Though horror movies have been around for many years now, the formula still remains the same. It's usually a psycho lunatic, or a crazed monster, or maybe an evil spirit, who seeks revenge, or has a thirst for blood, or is possessed with the need to kill, and goes after a group of young people, murdering most of them in the most ridiculous manner, and predictably, some silly woman gets her exaggerated death scene where she almost makes it out alive, or does...until the unavoidable sequel. The "Scream" trilogy explored this taboo subject, making fun of horror films within a horror film. Circulating the net is a list of rules on how to survive a scary movie. Since the witching hour will soon be upon us, here are a few of the guidelines once more. (Note: these tips are purely for entertainment purposes only. While most suggestions may be applied to real life, the rules are drastically different in the horror genre.)

Never read a book of spells, dark magic or demon summoning aloud, even as a joke. Also, it's probably not a good idea to solve puzzles that open portals to the other world or to Hell. While literacy helps empower you by becoming well-informed and puzzles are a great way to exercise the brain, it's advisable to stay away from spell books and magical puzzles that may be...oh, what's the word?...evil. You would think this is all common sense, but as shown through experience in horror movies, and life in general, common sense is NOT all that common.

Say you're minding your own business when all of a sudden you hear a screech, a boom, a crash, and you have the bright idea of looking for the source of the terrifying noise. If you can't locate the origin, or have come to the only 'logical' conclusion that it must have been the cat/dog/squirrel, then run. FAST.

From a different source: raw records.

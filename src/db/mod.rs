use std::time::Duration;

use anyhow::Context;
use sqlx::sqlite::SqlitePoolOptions;
use sqlx::SqlitePool;

pub async fn init() -> anyhow::Result<SqlitePool> {
	let database_url = std::env::var("DATABASE_URL").context("DATABASE_URL not set")?;

	let pool = SqlitePoolOptions::new()
		.max_connections(10)
		.min_connections(1)
		.acquire_timeout(Duration::from_secs(10))
		.connect(&database_url)
		.await
		.context("failed to connect to database")?;

	sqlx::migrate!()
		.run(&pool)
		.await
		.context("failed to run migrations")?;

	Ok(pool)
}

pub mod row_parsers;
pub mod sql;
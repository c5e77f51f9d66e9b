pub mod accounts;
pub mod admin;
pub mod auth;
pub mod health;
pub mod orders;
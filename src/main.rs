use std::net::SocketAddr;

use anyhow::Context;
use axum_server::tls_rustls::RustlsConfig;

use preorder::{config::AppConfig, db, docs};

#[tokio::main]
async fn main() -> anyhow::Result<()> {
    load_env();
    init_tracing();

    let config = AppConfig::from_env()?;
    if config.admin_allow_list.is_empty() {
        tracing::warn!("ADMIN_EMAILS is empty; no account can become the first admin");
    }

    let pool = db::init().await?;
    let app = preorder::create_app_with_config(pool, config);

    let port = std::env::var("APP_PORT")
        .ok()
        .and_then(|value| value.parse::<u16>().ok())
        .unwrap_or(8000);

    let openapi = docs::build_openapi(port)?;
    let app = app.merge(docs::swagger_routes(openapi)?);

    let addr = SocketAddr::from(([0, 0, 0, 0], port));

    match tls_paths() {
        Some((cert, key)) => {
            let tls = RustlsConfig::from_pem_file(&cert, &key)
                .await
                .with_context(|| format!("failed to load TLS certificate {} / key {}", cert, key))?;

            tracing::info!("listening on https://{}", addr);
            axum_server::bind_rustls(addr, tls)
                .serve(app.into_make_service())
                .await?;
        }
        None => {
            tracing::info!("listening on http://{}", addr);
            let listener = tokio::net::TcpListener::bind(addr).await?;
            axum::serve(listener, app.into_make_service()).await?;
        }
    }

    Ok(())
}

fn tls_paths() -> Option<(String, String)> {
    let cert = std::env::var("TLS_CERT_PATH").ok()?;
    let key = std::env::var("TLS_KEY_PATH").ok()?;
    Some((cert, key))
}

fn load_env() {
    if dotenvy::dotenv().is_ok() {
        return;
    }

    let crate_env = std::path::Path::new(env!("CARGO_MANIFEST_DIR")).join(".env");
    let _ = dotenvy::from_path(crate_env);
}

fn init_tracing() {
    use tracing_subscriber::layer::SubscriberExt;
    use tracing_subscriber::util::SubscriberInitExt;

    let fmt_layer = tracing_subscriber::fmt::layer()
        .with_target(false)
        .with_thread_ids(false)
        .with_thread_names(false);

    let filter_layer = tracing_subscriber::EnvFilter::try_from_default_env()
        .unwrap_or_else(|_| tracing_subscriber::EnvFilter::new("info"));

    tracing_subscriber::registry()
        .with(filter_layer)
        .with(fmt_layer)
        .init();
}
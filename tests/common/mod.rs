#![allow(dead_code)]

use anyhow::Result;
use axum::body::{self, Body};
use axum::http::{Request, StatusCode};
use axum::Router;
use serde_json::{json, Value};
use sqlx::sqlite::SqliteConnectOptions;
use sqlx::SqlitePool;
use tempfile::TempDir;
use tower::util::ServiceExt; // for `oneshot`
use uuid::Uuid;

use preorder::config::{AdminAllowList, AppConfig};
use preorder::jwt::JwtConfig;

pub const ROOT_EMAIL: &str = "root@example.com";
pub const PASSWORD: &str = "password123";

/// Keeps the temp dir alive for as long as the pool is used.
pub struct TestDb {
    pub pool: SqlitePool,
    _dir: TempDir,
}

pub async fn test_db() -> Result<TestDb> {
    let dir = tempfile::tempdir()?;
    let db_path = dir.path().join("test.db");

    let opts = SqliteConnectOptions::new()
        .filename(db_path.as_path())
        .create_if_missing(true);
    let pool = SqlitePool::connect_with(opts).await?;

    let migrator =
        sqlx::migrate::Migrator::new(std::path::Path::new(env!("CARGO_MANIFEST_DIR")).join("migrations")).await?;
    migrator.run(&pool).await?;

    Ok(TestDb { pool, _dir: dir })
}

pub fn test_config() -> AppConfig {
    AppConfig::new(JwtConfig::new("test-secret", 1), AdminAllowList::new([ROOT_EMAIL]))
}

pub fn app(pool: &SqlitePool) -> Router {
    preorder::create_app_with_config(pool.clone(), test_config())
}

pub async fn send(
    app: &Router,
    method: &str,
    uri: &str,
    token: Option<&str>,
    body: Option<Value>,
) -> Result<(StatusCode, Value)> {
    let mut builder = Request::builder().method(method).uri(uri);
    if let Some(token) = token {
        builder = builder.header("authorization", format!("Bearer {}", token));
    }
    let req = match body {
        Some(body) => builder
            .header("content-type", "application/json")
            .body(Body::from(body.to_string()))?,
        None => builder.body(Body::empty())?,
    };

    let resp = app.clone().oneshot(req).await?;
    let status = resp.status();
    let bytes = body::to_bytes(resp.into_body(), 10_485_760).await?;
    let value = if bytes.is_empty() {
        Value::Null
    } else {
        serde_json::from_slice(&bytes).unwrap_or(Value::Null)
    };
    Ok((status, value))
}

pub struct Registered {
    pub id: Uuid,
    pub email: String,
    pub token: String,
    pub account: Value,
}

pub async fn register(app: &Router, email: &str, display_name: &str) -> Result<Registered> {
    let (status, body) = send(
        app,
        "POST",
        "/auth/register",
        None,
        Some(json!({ "displayName": display_name, "email": email, "password": PASSWORD })),
    )
    .await?;
    assert_eq!(status, StatusCode::CREATED, "register {email} failed: {body}");

    let account = body["account"].clone();
    Ok(Registered {
        id: account["id"].as_str().unwrap_or_default().parse()?,
        email: email.to_string(),
        token: body["token"].as_str().unwrap_or_default().to_string(),
        account,
    })
}

pub async fn login(app: &Router, email: &str) -> Result<(StatusCode, Value)> {
    send(app, "POST", "/auth/login", None, Some(json!({ "email": email, "password": PASSWORD }))).await
}

pub async fn refresh(app: &Router, token: &str) -> Result<String> {
    let (status, body) = send(app, "POST", "/auth/refresh", Some(token), None).await?;
    assert_eq!(status, StatusCode::OK, "refresh failed: {body}");
    Ok(body["token"].as_str().unwrap_or_default().to_string())
}

pub async fn set_admin_role(app: &Router, token: &str, target: Uuid, is_admin: bool) -> Result<(StatusCode, Value)> {
    send(
        app,
        "POST",
        "/admin/set-admin-role",
        Some(token),
        Some(json!({ "targetId": target.to_string(), "isAdmin": is_admin })),
    )
    .await
}

pub async fn disable_user(app: &Router, token: &str, target: Uuid, disabled: bool) -> Result<(StatusCode, Value)> {
    send(
        app,
        "POST",
        "/admin/disable-user",
        Some(token),
        Some(json!({ "targetId": target.to_string(), "disabled": disabled })),
    )
    .await
}

pub async fn audit_count(pool: &SqlitePool) -> Result<i64> {
    Ok(sqlx::query_scalar("SELECT COUNT(1) FROM audit_log").fetch_one(pool).await?)
}
use sqlx::SqlitePool;
use uuid::Uuid;

use crate::db::row_parsers;
use crate::db::sql::ORDER_COLUMNS;
use crate::errors::{AppError, AppResult};
use crate::models::order::Order;

fn option_codes_json(order: &Order) -> AppResult<String> {
    serde_json::to_string(&order.option_codes)
        .map_err(|e| AppError::internal(format!("failed to encode option codes: {e}")))
}

pub async fn insert_order(pool: &SqlitePool, order: &Order) -> AppResult<()> {
    let sql = format!(
        "INSERT INTO orders ({}) VALUES (?, ?, ?, ?, ?, ?, ?, ?, ?, ?, ?, ?, ?, ?, ?, ?, ?, ?)",
        ORDER_COLUMNS
    );

    sqlx::query(&sql)
        .bind(order.id.to_string())
        .bind(order.creator_id.to_string())
        .bind(&order.creator_email)
        .bind(order.created_at)
        .bind(order.updated_at)
        .bind(order.status.as_str())
        .bind(&order.customer_name)
        .bind(&order.customer_phone)
        .bind(&order.customer_email)
        .bind(&order.vehicle_model)
        .bind(&order.trim_level)
        .bind(&order.exterior_color)
        .bind(&order.interior_color)
        .bind(option_codes_json(order)?)
        .bind(order.msrp_cents)
        .bind(order.selling_price_cents)
        .bind(order.deposit_cents)
        .bind(&order.notes)
        .execute(pool)
        .await?;

    Ok(())
}

pub async fn find_order(pool: &SqlitePool, id: Uuid) -> AppResult<Option<Order>> {
    let sql = format!("SELECT {} FROM orders WHERE id = ?", ORDER_COLUMNS);
    let row = sqlx::query(&sql)
        .bind(id.to_string())
        .fetch_optional(pool)
        .await?;

    row.map(|r| row_parsers::order_from_row(&r)).transpose()
}

pub async fn list_orders(pool: &SqlitePool, creator: Option<Uuid>) -> AppResult<Vec<Order>> {
    let rows = match creator {
        Some(creator_id) => {
            let sql = format!("SELECT {} FROM orders WHERE creator_id = ? ORDER BY created_at DESC", ORDER_COLUMNS);
            sqlx::query(&sql)
                .bind(creator_id.to_string())
                .fetch_all(pool)
                .await?
        }
        None => {
            let sql = format!("SELECT {} FROM orders ORDER BY created_at DESC", ORDER_COLUMNS);
            sqlx::query(&sql).fetch_all(pool).await?
        }
    };

    rows.iter().map(row_parsers::order_from_row).collect()
}

/// Writes every mutable column. Creator columns and created_at are never
/// part of the SET list.
pub async fn update_order(pool: &SqlitePool, order: &Order) -> AppResult<()> {
    let affected = sqlx::query(
        "UPDATE orders SET updated_at = ?, status = ?, customer_name = ?, customer_phone = ?, customer_email = ?, \
         vehicle_model = ?, trim_level = ?, exterior_color = ?, interior_color = ?, option_codes = ?, \
         msrp_cents = ?, selling_price_cents = ?, deposit_cents = ?, notes = ? WHERE id = ?",
    )
    .bind(order.updated_at)
    .bind(order.status.as_str())
    .bind(&order.customer_name)
    .bind(&order.customer_phone)
    .bind(&order.customer_email)
    .bind(&order.vehicle_model)
    .bind(&order.trim_level)
    .bind(&order.exterior_color)
    .bind(&order.interior_color)
    .bind(option_codes_json(order)?)
    .bind(order.msrp_cents)
    .bind(order.selling_price_cents)
    .bind(order.deposit_cents)
    .bind(&order.notes)
    .bind(order.id.to_string())
    .execute(pool)
    .await?;

    if affected.rows_affected() == 0 {
        return Err(AppError::not_found("order not found"));
    }

    Ok(())
}

pub async fn delete_order(pool: &SqlitePool, id: Uuid) -> AppResult<()> {
    let affected = sqlx::query("DELETE FROM orders WHERE id = ?")
        .bind(id.to_string())
        .execute(pool)
        .await?;

    if affected.rows_affected() == 0 {
        return Err(AppError::not_found("order not found"));
    }

    Ok(())
}
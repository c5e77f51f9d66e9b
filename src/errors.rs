use axum::http::StatusCode;
use axum::response::{IntoResponse, Response};
use axum::Json;
use serde::Serialize;

pub type AppResult<T> = Result<T, AppError>;

/// Message shown to callers when the policy evaluator denies a record
/// operation. The specific rule stays in the server log.
pub const NOT_PERMITTED: &str = "not permitted";

#[derive(thiserror::Error, Debug)]
pub enum AppError {
    #[error("unauthenticated: {0}")]
    Unauthenticated(String),
    #[error("invalid argument: {0}")]
    InvalidArgument(String),
    #[error("permission denied: {0}")]
    PermissionDenied(String),
    #[error("failed precondition: {0}")]
    FailedPrecondition(String),
    #[error("not found: {0}")]
    NotFound(String),
    #[error("conflict: {0}")]
    Conflict(String),
    #[error("configuration error: {0}")]
    Configuration(String),
    #[error("token error: {0}")]
    Token(String),
    #[error("database error")]
    Database(#[from] sqlx::Error),
    #[error("internal error: {0}")]
    Internal(String),
}

impl AppError {
    pub fn unauthenticated(message: impl Into<String>) -> Self {
        Self::Unauthenticated(message.into())
    }

    pub fn invalid_argument(message: impl Into<String>) -> Self {
        Self::InvalidArgument(message.into())
    }

    pub fn permission_denied(message: impl Into<String>) -> Self {
        Self::PermissionDenied(message.into())
    }

    /// Generic denial used at the record boundary.
    pub fn not_permitted() -> Self {
        Self::PermissionDenied(NOT_PERMITTED.to_string())
    }

    pub fn failed_precondition(message: impl Into<String>) -> Self {
        Self::FailedPrecondition(message.into())
    }

    pub fn not_found(message: impl Into<String>) -> Self {
        Self::NotFound(message.into())
    }

    pub fn conflict(message: impl Into<String>) -> Self {
        Self::Conflict(message.into())
    }

    pub fn configuration(message: impl Into<String>) -> Self {
        Self::Configuration(message.into())
    }

    pub fn token(err: impl Into<String>) -> Self {
        Self::Token(err.into())
    }

    pub fn internal(message: impl Into<String>) -> Self {
        Self::Internal(message.into())
    }

    /// Stable error kind shown by the administration UI.
    pub fn code(&self) -> &'static str {
        match self {
            AppError::Unauthenticated(_) | AppError::Token(_) => "unauthenticated",
            AppError::InvalidArgument(_) => "invalid-argument",
            AppError::PermissionDenied(_) => "permission-denied",
            AppError::FailedPrecondition(_) => "failed-precondition",
            AppError::NotFound(_) => "not-found",
            AppError::Conflict(_) => "already-exists",
            AppError::Configuration(_) | AppError::Database(_) | AppError::Internal(_) => "internal",
        }
    }

    /// Message without the kind prefix, suitable for the audit log.
    pub fn detail(&self) -> String {
        match self {
            AppError::Unauthenticated(m)
            | AppError::InvalidArgument(m)
            | AppError::PermissionDenied(m)
            | AppError::FailedPrecondition(m)
            | AppError::NotFound(m)
            | AppError::Conflict(m)
            | AppError::Configuration(m)
            | AppError::Token(m)
            | AppError::Internal(m) => m.clone(),
            AppError::Database(err) => err.to_string(),
        }
    }
}

#[derive(Serialize)]
struct ErrorResponse {
    error: &'static str,
    message: String,
}

impl IntoResponse for AppError {
    fn into_response(self) -> Response {
        let status = match self {
            AppError::Unauthenticated(_) => StatusCode::UNAUTHORIZED,
            AppError::Token(_) => StatusCode::UNAUTHORIZED,
            AppError::InvalidArgument(_) => StatusCode::BAD_REQUEST,
            AppError::PermissionDenied(_) => StatusCode::FORBIDDEN,
            AppError::FailedPrecondition(_) => StatusCode::PRECONDITION_FAILED,
            AppError::NotFound(_) => StatusCode::NOT_FOUND,
            AppError::Conflict(_) => StatusCode::CONFLICT,
            AppError::Configuration(_) => StatusCode::INTERNAL_SERVER_ERROR,
            AppError::Database(_) => StatusCode::INTERNAL_SERVER_ERROR,
            AppError::Internal(_) => StatusCode::INTERNAL_SERVER_ERROR,
        };

        if let AppError::Database(err) = &self {
            tracing::error!(error = %err, "database error");
        }

        // Database details never leave the process.
        let message = match &self {
            AppError::Database(_) => "internal error".to_string(),
            other => other.detail(),
        };

        let payload = ErrorResponse {
            error: self.code(),
            message,
        };

        (status, Json(payload)).into_response()
    }
}

impl From<anyhow::Error> for AppError {
    fn from(value: anyhow::Error) -> Self {
        Self::Internal(value.to_string())
    }
}

#[cfg(test)]
mod tests {
    use super::*;

    #[test]
    fn codes_follow_the_admin_taxonomy() {
        assert_eq!(AppError::unauthenticated("x").code(), "unauthenticated");
        assert_eq!(AppError::token("expired").code(), "unauthenticated");
        assert_eq!(AppError::invalid_argument("x").code(), "invalid-argument");
        assert_eq!(AppError::permission_denied("x").code(), "permission-denied");
        assert_eq!(AppError::failed_precondition("x").code(), "failed-precondition");
        assert_eq!(AppError::not_found("x").code(), "not-found");
        assert_eq!(AppError::internal("x").code(), "internal");
    }

    #[test]
    fn precondition_failures_map_to_412() {
        let resp = AppError::failed_precondition("cannot demote the last admin").into_response();
        assert_eq!(resp.status(), StatusCode::PRECONDITION_FAILED);
    }

    #[test]
    fn not_permitted_is_generic() {
        assert_eq!(AppError::not_permitted().detail(), NOT_PERMITTED);
    }
}
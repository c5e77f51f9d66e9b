//! Record storage with the policy evaluator at its boundary.
//!
//! The free functions in the submodules are raw SQLite access. Everything
//! reachable from a request goes through `RecordStore`, which evaluates the
//! policy before reading or writing a record.

pub mod accounts;
pub mod credentials;
pub mod orders;

use std::sync::Arc;

use chrono::{DateTime, Utc};
use sqlx::SqlitePool;
use uuid::Uuid;

use crate::authz::fields::account::{DISABLED, IS_ADMIN, UPDATED_AT};
use crate::authz::fields::order as order_fields;
use crate::authz::{
    ownership, ClaimResolver, Decision, Document, EvaluationContext, Operation, PolicyEvaluator, RecordType,
};
use crate::errors::{AppError, AppResult};
use crate::jwt::AuthUser;
use crate::models::account::Account;
use crate::models::order::{Order, OrderCreateRequest};

#[derive(Clone)]
pub struct RecordStore {
    pool: SqlitePool,
    resolver: ClaimResolver,
    policy: Arc<dyn PolicyEvaluator>,
}

impl RecordStore {
    pub fn new(pool: SqlitePool, resolver: ClaimResolver, policy: Arc<dyn PolicyEvaluator>) -> Self {
        Self { pool, resolver, policy }
    }

    /// Evaluation context for a caller whose session is still active.
    async fn context(&self, caller: &AuthUser, now: DateTime<Utc>) -> AppResult<EvaluationContext> {
        self.resolver.ensure_active(caller).await?;
        let is_admin = self.resolver.resolve_is_admin(caller).await;
        Ok(EvaluationContext::for_caller(caller, is_admin, now))
    }

    fn enforce(
        &self,
        op: Operation,
        record_type: RecordType,
        existing: Option<&Document>,
        proposed: Option<&Document>,
        ctx: &EvaluationContext,
    ) -> AppResult<()> {
        match self.policy.evaluate(op, record_type, existing, proposed, ctx) {
            Decision::Allow => Ok(()),
            Decision::Deny(reason) => {
                tracing::info!(
                    caller_id = %ctx.caller_id,
                    op = op.as_str(),
                    record_type = record_type.as_str(),
                    reason = %reason,
                    "record operation denied"
                );
                Err(AppError::not_permitted())
            }
        }
    }

    // --- accounts ---

    /// Registers the caller: credential and own account record are written in
    /// one transaction, so a failed record insert leaves no credential behind.
    pub async fn register_account(
        &self,
        caller: &AuthUser,
        password_hash: &str,
        display_name: &str,
    ) -> AppResult<Account> {
        let now = Utc::now();
        let account = Account {
            id: caller.user_id,
            email: caller.email.clone(),
            display_name: display_name.trim().to_string(),
            is_admin: false,
            disabled: false,
            disabled_at: None,
            disabled_by: None,
            created_at: now,
            updated_at: now,
        };

        let mut tx = self.pool.begin().await?;
        credentials::insert_credential(&mut *tx, caller.user_id, &caller.email, password_hash).await?;

        let existing = accounts::find_account(&mut *tx, caller.user_id).await?;
        let existing = existing.as_ref().map(Document::from_record).transpose()?;
        let proposed = Document::from_record(&account)?;

        // A brand new caller has no record yet, so there is nothing to resolve.
        let ctx = EvaluationContext::for_caller(caller, false, now);
        self.enforce(Operation::Create, RecordType::Account, existing.as_ref(), Some(&proposed), &ctx)?;

        accounts::insert_account(&mut *tx, &account).await?;
        tx.commit().await?;
        Ok(account)
    }

    pub async fn get_account(&self, caller: &AuthUser, id: Uuid) -> AppResult<Account> {
        let account = accounts::find_account(&self.pool, id)
            .await?
            .ok_or_else(|| AppError::not_found("account not found"))?;

        // Reading one's own record is decided by identity alone; admin status
        // is only resolved for somebody else's record.
        let ctx = if id == caller.user_id {
            self.resolver.ensure_active(caller).await?;
            EvaluationContext::for_caller(caller, false, Utc::now())
        } else {
            self.context(caller, Utc::now()).await?
        };

        let existing = Document::from_record(&account)?;
        self.enforce(Operation::Read, RecordType::Account, Some(&existing), None, &ctx)?;
        Ok(account)
    }

    pub async fn list_accounts(&self, caller: &AuthUser) -> AppResult<Vec<Account>> {
        let ctx = self.context(caller, Utc::now()).await?;

        let candidates = if ctx.is_admin {
            accounts::list_accounts(&self.pool).await?
        } else {
            accounts::find_account(&self.pool, caller.user_id).await?.into_iter().collect()
        };

        let mut visible = Vec::with_capacity(candidates.len());
        for account in candidates {
            let doc = Document::from_record(&account)?;
            if self.policy.evaluate(Operation::Read, RecordType::Account, Some(&doc), None, &ctx).is_allowed() {
                visible.push(account);
            }
        }
        Ok(visible)
    }

    /// Applies a merge patch to an account.
    ///
    /// Role and disable changes are rejected here even when the policy would
    /// allow them: only the role mutation service runs the lockout check and
    /// keeps the claim in step.
    pub async fn update_account(&self, caller: &AuthUser, id: Uuid, patch: Document) -> AppResult<Account> {
        let current = accounts::find_account(&self.pool, id)
            .await?
            .ok_or_else(|| AppError::not_found("account not found"))?;

        let now = Utc::now();
        let existing = Document::from_record(&current)?;
        let mut proposed = existing.merged(&patch);
        proposed.set(UPDATED_AT, now.to_rfc3339());

        let ctx = self.context(caller, now).await?;
        self.enforce(Operation::Update, RecordType::Account, Some(&existing), Some(&proposed), &ctx)?;

        if existing.flag(IS_ADMIN) != proposed.flag(IS_ADMIN) || existing.flag(DISABLED) != proposed.flag(DISABLED) {
            return Err(AppError::failed_precondition(
                "role and disabled changes must go through the administration endpoints",
            ));
        }

        let updated: Account = proposed.into_record()?;
        accounts::update_profile(&self.pool, &updated).await?;
        Ok(updated)
    }

    pub async fn delete_account(&self, caller: &AuthUser, id: Uuid) -> AppResult<()> {
        let current = accounts::find_account(&self.pool, id)
            .await?
            .ok_or_else(|| AppError::not_found("account not found"))?;

        let ctx = self.context(caller, Utc::now()).await?;
        let existing = Document::from_record(&current)?;
        self.enforce(Operation::Delete, RecordType::Account, Some(&existing), None, &ctx)?;

        // No account delete is ever allowed; reaching this point means the
        // policy was swapped for a more permissive one.
        Err(AppError::failed_precondition("accounts can not be deleted"))
    }

    // --- orders ---

    pub async fn create_order(&self, caller: &AuthUser, request: &OrderCreateRequest) -> AppResult<Order> {
        let now = Utc::now();
        let ctx = self.context(caller, now).await?;

        let mut proposed = Document::from_record(request)?;
        proposed.set(order_fields::ID, Uuid::new_v4().to_string());
        ownership::stamp_creation(&mut proposed, &ctx);

        self.enforce(Operation::Create, RecordType::Order, None, Some(&proposed), &ctx)?;

        let order: Order = proposed.into_record()?;
        orders::insert_order(&self.pool, &order).await?;

        tracing::info!(order_id = %order.id, creator_id = %order.creator_id, "order created");
        Ok(order)
    }

    pub async fn get_order(&self, caller: &AuthUser, id: Uuid) -> AppResult<Order> {
        let order = orders::find_order(&self.pool, id)
            .await?
            .ok_or_else(|| AppError::not_found("order not found"))?;

        let ctx = self.context(caller, Utc::now()).await?;
        let existing = Document::from_record(&order)?;
        self.enforce(Operation::Read, RecordType::Order, Some(&existing), None, &ctx)?;
        Ok(order)
    }

    pub async fn list_orders(&self, caller: &AuthUser) -> AppResult<Vec<Order>> {
        let ctx = self.context(caller, Utc::now()).await?;
        let creator = if ctx.is_admin { None } else { Some(caller.user_id) };

        let mut visible = Vec::new();
        for order in orders::list_orders(&self.pool, creator).await? {
            let doc = Document::from_record(&order)?;
            if self.policy.evaluate(Operation::Read, RecordType::Order, Some(&doc), None, &ctx).is_allowed() {
                visible.push(order);
            }
        }
        Ok(visible)
    }

    pub async fn update_order(&self, caller: &AuthUser, id: Uuid, patch: Document) -> AppResult<Order> {
        let current = orders::find_order(&self.pool, id)
            .await?
            .ok_or_else(|| AppError::not_found("order not found"))?;

        let now = Utc::now();
        let ctx = self.context(caller, now).await?;

        let existing = Document::from_record(&current)?;
        let mut proposed = existing.merged(&patch);
        proposed.set(order_fields::UPDATED_AT, now.to_rfc3339());

        self.enforce(Operation::Update, RecordType::Order, Some(&existing), Some(&proposed), &ctx)?;

        let updated: Order = proposed.into_record()?;
        orders::update_order(&self.pool, &updated).await?;
        Ok(updated)
    }

    pub async fn delete_order(&self, caller: &AuthUser, id: Uuid) -> AppResult<()> {
        let current = orders::find_order(&self.pool, id)
            .await?
            .ok_or_else(|| AppError::not_found("order not found"))?;

        let ctx = self.context(caller, Utc::now()).await?;
        let existing = Document::from_record(&current)?;
        self.enforce(Operation::Delete, RecordType::Order, Some(&existing), None, &ctx)?;

        orders::delete_order(&self.pool, id).await?;
        tracing::info!(order_id = %id, deleted_by = %caller.user_id, "order deleted");
        Ok(())
    }
}
pub mod account;
pub mod audit;
pub mod credential;
pub mod order;
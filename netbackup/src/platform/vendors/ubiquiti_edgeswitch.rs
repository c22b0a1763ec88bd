//! Ubiquiti EdgeSwitch platform definition.
//!
//! ```text
//! (UBNT EdgeSwitch) >            # exec
//! (UBNT EdgeSwitch) #            # privilege_exec
//! (UBNT EdgeSwitch) (Config)#    # configuration (and its sub-modes)
//! ```
//!
//! `enable` asks for the enable secret; the login password is used.

use crate::platform::{PlatformDefinition, PrivilegeLevel};

pub const NAME: &str = "ubiquiti_edgeswitch";

/// Create the EdgeSwitch platform definition.
pub fn platform() -> PlatformDefinition {
    let exec = PrivilegeLevel::new("exec", r"(?:^|\n)\([^)\r\n]{1,64}\)[ \t]*>[ \t]*$").unwrap();

    let privilege_exec =
        PrivilegeLevel::new("privilege_exec", r"(?:^|\n)\([^)\r\n]{1,64}\)[ \t]*#[ \t]*$")
            .unwrap()
            .with_parent("exec")
            .with_escalate("enable")
            .with_deescalate("disable")
            .with_auth(r"[Pp]assword:[ \t]*$")
            .unwrap()
            .with_not_contains("(Config");

    let configuration = PrivilegeLevel::new(
        "configuration",
        r"(?:^|\n)\([^)\r\n]{1,64}\)[ \t]*\([^)\r\n]{1,32}\)[ \t]*#[ \t]*$",
    )
    .unwrap()
    .with_parent("privilege_exec")
    .with_escalate("configure")
    .with_deescalate("exit");

    PlatformDefinition::new(NAME)
        .with_privilege(exec)
        .with_privilege(privilege_exec)
        .with_privilege(configuration)
        .with_default_privilege("privilege_exec")
        .with_failure_pattern("% Invalid input")
        .with_failure_pattern("An invalid")
        .with_failure_pattern("Command not found")
        .with_on_open_command("terminal length 0")
}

Do not go searching a house, especially the basement, if the power has just gone out. Another no-brainer. Think to yourself, why has the electricity left you in complete darkness? Is there a thunderstorm going on outside? Was someone using the hairdryer and a fuse blew out? Possibly, but not likely. If you're in a horror movie, you better believe some serious crap is about to go down. Good advice: get a flashlight, a weapon, a phone AND a crew to go with you downstairs. Best advice: get out...while you still can.

Which reminds me, when you have the benefit of numbers, never, EVER pair off or go alone. The saying 'safety in numbers' is not just a precautionary old wives' tale. It's true. Stay together. As a matter of fact, if anyone in your group even suggests that you split up, get rid of them. That little instigator will get himself, you and others killed, or is hoping to capture you for torture later on. Cut your losses, and cut them loose. The same holds true if your buddy suddenly becomes fascinated with blood, develops glowing eyes, hisses, is foaming at the mouth or has a five o'clock shadow...all the time.

Children are so precious. They have that cherubic look and innocent demeanor that make everyone enchanted by them. However, if you seem to notice that they can communicate with the other world, have the ability to control things through telekinesis, or perhaps they manage to sneak up on you without a sound...steer clear of them. Give them up for adoption, leave them in a grocery store, or move to a community that doesn't allow anyone under the age of 13. And, if the barber mentions to you the odd birth marks on your child's neck in the shape of '666,' abandon them at the shop and hope Angelina Jolie comes by to adopt him.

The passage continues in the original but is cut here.